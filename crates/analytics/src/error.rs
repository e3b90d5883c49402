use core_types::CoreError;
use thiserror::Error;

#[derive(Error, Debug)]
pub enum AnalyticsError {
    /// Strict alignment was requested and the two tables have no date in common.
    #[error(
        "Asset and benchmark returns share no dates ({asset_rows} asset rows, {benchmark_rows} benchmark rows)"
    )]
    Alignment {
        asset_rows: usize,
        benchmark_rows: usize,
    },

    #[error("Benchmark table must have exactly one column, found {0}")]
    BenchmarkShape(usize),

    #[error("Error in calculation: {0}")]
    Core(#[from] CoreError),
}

__Problem__:
The listing above must be written out again in its entirety, exactly as given.

__Output for this exercise__:
filename crates/analytics/src/error.rs
repository e3b90d5883c49402
use core_types::CoreError;
use thiserror::Error;

#[derive(Error, Debug)]
pub enum AnalyticsError {
    /// Strict alignment was requested and the two tables have no date in common.
    #[error(
        "Asset and benchmark returns share no dates ({asset_rows} asset rows, {benchmark_rows} benchmark rows)"
    )]
    Alignment {
        asset_rows: usize,
        benchmark_rows: usize,
    },

    #[error("Benchmark table must have exactly one column, found {0}")]
    BenchmarkShape(usize),

    #[error("Error in calculation: {0}")]
    Core(#[from] CoreError),
}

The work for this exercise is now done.